Black seed contains fixed oils consisting of 84 percent fatty acids, notes the Memorial Sloan-Kettering Cancer Center. A black seed oil supplement provides 45 calories per teaspoon, all of them from fat. This includes 22 percent alpha-linolenic acid, an anti-inflammatory omega-3 fatty acid, and 59 percent linoleic acid, an omega-6 fatty acid. Dr. Gabe Mirkin explains that although people tend to consider fish oil as the best source of omega-3 fatty acids, seeds and other plant sources also are beneficial.



Black seed also contains thymoquinone, which has has antioxidant properties and may have protective effects for the liver, Sloan-Kettering reports. Nigellone in black seed inhibits histamine release and may reduce allergy symptoms.


Research with humans is lacking to confirm health benefits from black seed aside from its beneficial fatty acid content, according to Sloan-Kettering. Laboratory and animal studies indicate that individual components of the seed may have antiparasitic and anti-inflammatory effects and may be beneficial for the immune system.
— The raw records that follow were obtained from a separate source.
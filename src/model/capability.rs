use base64::{engine::general_purpose::URL_SAFE_NO_PAD, Engine};
use chrono::{DateTime, Utc};
use rand::rngs::OsRng;
use rand::RngCore;
use serde::Serialize;
use uuid::Uuid;

/// Entropy per minted token.
pub const TOKEN_BYTES: usize = 24;

#[derive(Debug, Clone, Copy, PartialEq, Eq, Hash, Serialize)]
#[serde(rename_all = "lowercase")]
pub enum CapabilityRole {
    /// May submit bids.
    Vendor,
    /// May list bids and select a winner.
    Customer,
}

impl std::fmt::Display for CapabilityRole {
    fn fmt(&self, f: &mut std::fmt::Formatter<'_>) -> std::fmt::Result {
        match self {
            CapabilityRole::Vendor => write!(f, "vendor"),
            CapabilityRole::Customer => write!(f, "customer"),
        }
    }
}

/// Bearer credential scoped to one job and one role.
#[derive(Debug, Clone, PartialEq, Eq)]
pub struct Capability {
    pub token: String,
    pub job_id: Uuid,
    pub role: CapabilityRole,
    pub issued_at: DateTime<Utc>,
    pub revoked: bool,
}

impl Capability {
    pub fn mint(job_id: Uuid, role: CapabilityRole, issued_at: DateTime<Utc>) -> Self {
        Self {
            token: mint_token(),
            job_id,
            role,
            issued_at,
            revoked: false,
        }
    }
}

/// Random URL-safe token drawn from the OS RNG.
pub fn mint_token() -> String {
    let mut bytes = [0u8; TOKEN_BYTES];
    OsRng.fill_bytes(&mut bytes);
    URL_SAFE_NO_PAD.encode(bytes)
}
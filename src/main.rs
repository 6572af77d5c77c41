use std::net::SocketAddr;

use clap::Parser;
use tracing_subscriber::EnvFilter;

use towline::config::{
    MonitorConfig, ServiceConfig, DEFAULT_ALERT_BATCH, DEFAULT_GRACE_MINUTES,
    DEFAULT_MONITOR_INTERVAL_MS, MAX_GRACE_MINUTES,
};
use towline::service::Service;
use towline::shutdown::install_shutdown_handler;

#[derive(Parser, Debug)]
#[command(name = "towline")]
#[command(version)]
#[command(about = "Job bidding and assignment service for roadside dispatch")]
#[command(propagate_version = true)]
struct Args {
    #[command(subcommand)]
    command: Commands,
}

#[derive(clap::Subcommand, Debug)]
enum Commands {
    /// Start the dispatch API and unbid monitor
    Serve(ServeArgs),
}

#[derive(Parser, Debug)]
struct ServeArgs {
    /// Address the HTTP API binds to
    #[arg(long, env = "LISTEN_ADDR", default_value = "0.0.0.0:8080")]
    listen_addr: SocketAddr,

    /// Base URL used when building status, vendor and customer links
    #[arg(long, env = "PUBLIC_BASE_URL", default_value = "http://localhost:8080")]
    public_base_url: String,

    /// Never start the unbid monitor
    #[arg(long, env = "DISABLE_UNBID_ALERTS")]
    disable_unbid_alerts: bool,

    /// Minutes a job may sit open without bids before it is escalated
    #[arg(
        long,
        env = "UNBID_ALERT_MINUTES",
        default_value_t = DEFAULT_GRACE_MINUTES,
        value_parser = clap::value_parser!(u64).range(0..=MAX_GRACE_MINUTES)
    )]
    unbid_alert_minutes: u64,

    /// Milliseconds between monitor ticks
    #[arg(long, env = "UNBID_MONITOR_INTERVAL_MS", default_value_t = DEFAULT_MONITOR_INTERVAL_MS)]
    unbid_monitor_interval_ms: u64,

    /// Max candidates examined per tick
    #[arg(long, env = "UNBID_ALERT_BATCH", default_value_t = DEFAULT_ALERT_BATCH)]
    unbid_alert_batch: usize,
}

impl ServeArgs {
    fn into_config(self) -> ServiceConfig {
        ServiceConfig::new(self.listen_addr)
            .with_public_base_url(self.public_base_url)
            .with_monitor(MonitorConfig {
                enabled: !self.disable_unbid_alerts,
                grace_minutes: self.unbid_alert_minutes,
                interval_ms: self.unbid_monitor_interval_ms,
                batch_limit: self.unbid_alert_batch,
            })
    }
}

#[tokio::main]
async fn main() -> Result<(), Box<dyn std::error::Error>> {
    let args = Args::parse();

    tracing_subscriber::fmt()
        .with_env_filter(
            EnvFilter::try_from_default_env().unwrap_or_else(|_| EnvFilter::new("info")),
        )
        .init();

    match args.command {
        Commands::Serve(serve_args) => run_server(serve_args).await?,
    }
    Ok(())
}

async fn run_server(args: ServeArgs) -> Result<(), Box<dyn std::error::Error>> {
    let config = args.into_config();
    tracing::info!(
        listen_addr = %config.listen_addr,
        public_base_url = %config.public_base_url,
        monitor_enabled = config.monitor.enabled,
        grace_minutes = config.monitor.grace_minutes,
        interval_ms = config.monitor.interval_ms,
        batch_limit = config.monitor.batch_limit,
        "Starting towline"
    );

    let shutdown = install_shutdown_handler();
    Service::new(config).run(shutdown).await
}
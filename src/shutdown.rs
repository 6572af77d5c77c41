use tokio::signal::unix::{signal, SignalKind};
use tokio_util::sync::CancellationToken;

/// Cancel the returned token on SIGTERM or SIGINT.
///
/// If the signal handlers cannot be installed the token is simply never
/// cancelled by a signal; the failure is logged.
pub fn install_shutdown_handler() -> CancellationToken {
    let token = CancellationToken::new();
    let trigger = token.clone();

    tokio::spawn(async move {
        let (mut sigterm, mut sigint) = match (
            signal(SignalKind::terminate()),
            signal(SignalKind::interrupt()),
        ) {
            (Ok(term), Ok(int)) => (term, int),
            (Err(e), _) | (_, Err(e)) => {
                tracing::error!(error = %e, "Failed to install signal handlers");
                return;
            }
        };

        tokio::select! {
            _ = sigterm.recv() => tracing::info!("Received SIGTERM, shutting down"),
            _ = sigint.recv() => tracing::info!("Received SIGINT, shutting down"),
        }
        trigger.cancel();
    });

    token
}
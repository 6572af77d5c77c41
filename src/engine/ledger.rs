use uuid::Uuid;

use crate::engine::DispatchEngine;
use crate::error::{DispatchError, RejectReason, Result};
use crate::events::DispatchEvent;
use crate::model::{Bid, BidSubmission, CapabilityRole, Job};
use crate::store::JobGuard;

fn closed_reason(job: &Job) -> RejectReason {
    if job.cancelled {
        RejectReason::JobCancelled
    } else if job.vendor_id.is_some() {
        RejectReason::AlreadyAssigned
    } else {
        RejectReason::BiddingClosed
    }
}

impl DispatchEngine {
    /// Record a bid submitted through a vendor link.
    ///
    /// Every submission becomes its own row, including repeat bids from the
    /// same vendor. The row is appended only if, at the moment of the write,
    /// the job is still Unassigned with bidding open under this very token.
    pub async fn submit_bid(&self, vendor_token: &str, submission: BidSubmission) -> Result<Bid> {
        let (capability, job) = self
            .resolve_capability(vendor_token, CapabilityRole::Vendor)
            .await?;
        let bid = submission.into_bid(job.id, self.clock.now())?;

        if capability.revoked || !job.is_open_for_bids() {
            return Err(DispatchError::conflict(
                "bidding is closed for this job",
                closed_reason(&job),
            ));
        }

        let guard = JobGuard::open_for_bids().with_vendor_token(vendor_token);
        if !self.store.append_bid(bid.clone(), &guard).await? {
            tracing::info!(job_id = %job.id, "Bid rejected, bidding closed mid-submission");
            return Err(DispatchError::conflict(
                "bidding is closed for this job",
                RejectReason::BiddingClosed,
            ));
        }

        tracing::info!(
            job_id = %job.id,
            bid_id = %bid.id,
            price = bid.price,
            eta_minutes = bid.eta_minutes,
            "Bid accepted"
        );
        self.publish(DispatchEvent::BidSubmitted {
            job_id: job.id,
            bid_id: bid.id,
        });
        Ok(bid)
    }

    /// All bids for a job in submission order.
    pub async fn list_bids(&self, job_id: Uuid) -> Result<Vec<Bid>> {
        self.get_job(job_id).await?;
        self.store.bids_for_job(job_id).await
    }

    /// Bids visible through a customer link.
    pub async fn customer_bids(&self, customer_token: &str) -> Result<Vec<Bid>> {
        let (capability, job) = self
            .resolve_capability(customer_token, CapabilityRole::Customer)
            .await?;
        if capability.revoked {
            return Err(DispatchError::NotFound("customer link".to_string()));
        }
        self.store.bids_for_job(job.id).await
    }
}
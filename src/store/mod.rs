//! Durable records and the conditional-write primitive.
//!
//! Every invariant-bearing mutation in the engine goes through
//! [`DispatchStore::compare_and_swap`]: a single write against one job that
//! applies a [`JobPatch`] only if the job still satisfies a [`JobGuard`].
//! `Ok(None)` means zero records matched, i.e. some other writer got there
//! first. Assignment and bid acceptance reduce to this one rule; the unbid
//! alert claim applies the same guard together with the alert insert.

use async_trait::async_trait;
use chrono::{DateTime, Utc};
use uuid::Uuid;

use crate::error::Result;
use crate::model::{
    Alert, Bid, Capability, CapabilityRole, Job, JobStatus, Priority, Vendor,
};

pub mod memory;

pub use memory::MemoryStore;

/// Expected field values a job must still hold for a conditional write to apply.
/// Unset fields are not compared.
#[derive(Debug, Clone, Default, PartialEq)]
pub struct JobGuard {
    pub status: Option<JobStatus>,
    pub bidding_open: Option<bool>,
    pub cancelled: Option<bool>,
    pub vendor_token: Option<String>,
    pub vendor_id: Option<Option<Uuid>>,
    pub alert_unclaimed: bool,
}

impl JobGuard {
    /// Matches any existing job.
    pub fn any() -> Self {
        Self::default()
    }

    /// `status = Unassigned, biddingOpen = true, cancelled = false`.
    pub fn open_for_bids() -> Self {
        Self {
            status: Some(JobStatus::Unassigned),
            bidding_open: Some(true),
            cancelled: Some(false),
            ..Self::default()
        }
    }

    /// Job still in `status` and not cancelled.
    pub fn in_status(status: JobStatus) -> Self {
        Self {
            status: Some(status),
            cancelled: Some(false),
            ..Self::default()
        }
    }

    /// `unbidAlertSentAt = null`, nothing else.
    pub fn alert_unclaimed() -> Self {
        Self {
            alert_unclaimed: true,
            ..Self::default()
        }
    }

    pub fn with_vendor_token(mut self, token: impl Into<String>) -> Self {
        self.vendor_token = Some(token.into());
        self
    }

    pub fn with_vendor_id(mut self, vendor_id: Option<Uuid>) -> Self {
        self.vendor_id = Some(vendor_id);
        self
    }

    pub fn matches(&self, job: &Job) -> bool {
        if let Some(status) = self.status {
            if job.status != status {
                return false;
            }
        }
        if let Some(open) = self.bidding_open {
            if job.bidding_open != open {
                return false;
            }
        }
        if let Some(cancelled) = self.cancelled {
            if job.cancelled != cancelled {
                return false;
            }
        }
        if let Some(ref token) = self.vendor_token {
            if job.vendor_token.as_deref() != Some(token.as_str()) {
                return false;
            }
        }
        if let Some(vendor_id) = self.vendor_id {
            if job.vendor_id != vendor_id {
                return false;
            }
        }
        !(self.alert_unclaimed && job.unbid_alert_sent_at.is_some())
    }
}

/// Field updates applied by a successful conditional write. `None` leaves a
/// field untouched; `Some(None)` clears a nullable field.
///
/// There is no `unbid_alert_sent_at` field: only
/// [`DispatchStore::claim_unbid_alert`] sets it, and nothing clears it.
#[derive(Debug, Clone, Default, PartialEq)]
pub struct JobPatch {
    pub status: Option<JobStatus>,
    pub vendor_id: Option<Option<Uuid>>,
    pub vendor_name: Option<Option<String>>,
    pub vendor_phone: Option<Option<String>>,
    pub final_price: Option<Option<f64>>,
    pub quoted_price: Option<Option<f64>>,
    pub bidding_open: Option<bool>,
    pub vendor_token: Option<Option<String>>,
    pub customer_token: Option<Option<String>>,
    pub notes: Option<Option<String>>,
    pub priority: Option<Priority>,
    pub cancelled: Option<bool>,
    pub winning_bid_id: Option<Option<Uuid>>,
    pub completed_at: Option<Option<DateTime<Utc>>>,
}

impl JobPatch {
    pub fn is_empty(&self) -> bool {
        *self == JobPatch::default()
    }

    pub fn apply(&self, job: &mut Job) {
        if let Some(status) = self.status {
            job.status = status;
        }
        if let Some(ref v) = self.vendor_id {
            job.vendor_id = *v;
        }
        if let Some(ref v) = self.vendor_name {
            job.vendor_name = v.clone();
        }
        if let Some(ref v) = self.vendor_phone {
            job.vendor_phone = v.clone();
        }
        if let Some(v) = self.final_price {
            job.final_price = v;
        }
        if let Some(v) = self.quoted_price {
            job.quoted_price = v;
        }
        if let Some(open) = self.bidding_open {
            job.bidding_open = open;
        }
        if let Some(ref v) = self.vendor_token {
            job.vendor_token = v.clone();
        }
        if let Some(ref v) = self.customer_token {
            job.customer_token = v.clone();
        }
        if let Some(ref v) = self.notes {
            job.notes = v.clone();
        }
        if let Some(priority) = self.priority {
            job.priority = priority;
        }
        if let Some(cancelled) = self.cancelled {
            job.cancelled = cancelled;
        }
        if let Some(v) = self.winning_bid_id {
            job.winning_bid_id = v;
        }
        if let Some(v) = self.completed_at {
            job.completed_at = v;
        }
    }
}

/// Which of a job's capabilities a revocation covers.
#[derive(Debug, Clone, Copy, PartialEq, Eq)]
pub enum RevokeScope {
    /// Tokens no longer held by the job record, evaluated atomically with
    /// the revocation.
    Superseded,
    Role(CapabilityRole),
    All,
}

/// Candidate selection for the unbid monitor.
#[derive(Debug, Clone, Copy)]
pub struct UnbidQuery {
    /// Only jobs created at or before this instant.
    pub created_before: DateTime<Utc>,
    pub limit: usize,
}

#[async_trait]
pub trait DispatchStore: Send + Sync {
    async fn insert_job(&self, job: Job) -> Result<()>;

    async fn get_job(&self, id: Uuid) -> Result<Option<Job>>;

    /// All jobs, oldest first.
    async fn list_jobs(&self) -> Result<Vec<Job>>;

    /// Apply `patch` to job `id` only if it still satisfies `guard`.
    /// Returns the updated job, or `None` when nothing matched.
    async fn compare_and_swap(
        &self,
        id: Uuid,
        guard: &JobGuard,
        patch: &JobPatch,
    ) -> Result<Option<Job>>;

    /// Unassigned, uncancelled, open, unalerted, bid-less jobs, oldest first.
    async fn unbid_candidates(&self, query: &UnbidQuery) -> Result<Vec<Job>>;

    /// Append `bid` only if its job still satisfies `guard`.
    async fn append_bid(&self, bid: Bid, guard: &JobGuard) -> Result<bool>;

    async fn get_bid(&self, id: Uuid) -> Result<Option<Bid>>;

    /// Bids for a job in submission order.
    async fn bids_for_job(&self, job_id: Uuid) -> Result<Vec<Bid>>;

    async fn count_bids(&self, job_id: Uuid) -> Result<usize>;

    async fn put_capability(&self, capability: Capability) -> Result<()>;

    async fn get_capability(&self, token: &str) -> Result<Option<Capability>>;

    /// Revoke the job's capabilities selected by `scope`. Returns how many
    /// were revoked.
    async fn revoke_capabilities(&self, job_id: Uuid, scope: RevokeScope) -> Result<usize>;

    async fn find_vendor_by_phone(&self, phone: &str) -> Result<Option<Vendor>>;

    /// Insert `vendor` unless its phone is already known; returns the
    /// canonical record either way.
    async fn upsert_vendor(&self, vendor: Vendor) -> Result<Vendor>;

    async fn list_vendors(&self) -> Result<Vec<Vendor>>;

    /// Claim the job's unbid alert and persist `alert` as one write: stamps
    /// `unbidAlertSentAt = alert.created_at` and stores the alert only if the
    /// job is still unclaimed. Returns the claimed job, or `None` when another
    /// monitor won. Either both records change or neither does.
    async fn claim_unbid_alert(&self, alert: Alert) -> Result<Option<Job>>;

    async fn list_alerts(&self) -> Result<Vec<Alert>>;
}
Thymoquinone and other components show anticancer effects in animal studies, reducing the growth and size of tumors.



A standard dosage of black seed oil is 1 to 2 teaspoons or 2 capsules per day with food. Two capsules typically provide 1,000 milligrams of black seed oil. Negative effects are rare, but very high doses have caused liver and kidney problems in rats during research, cautions Sloan-Kettering.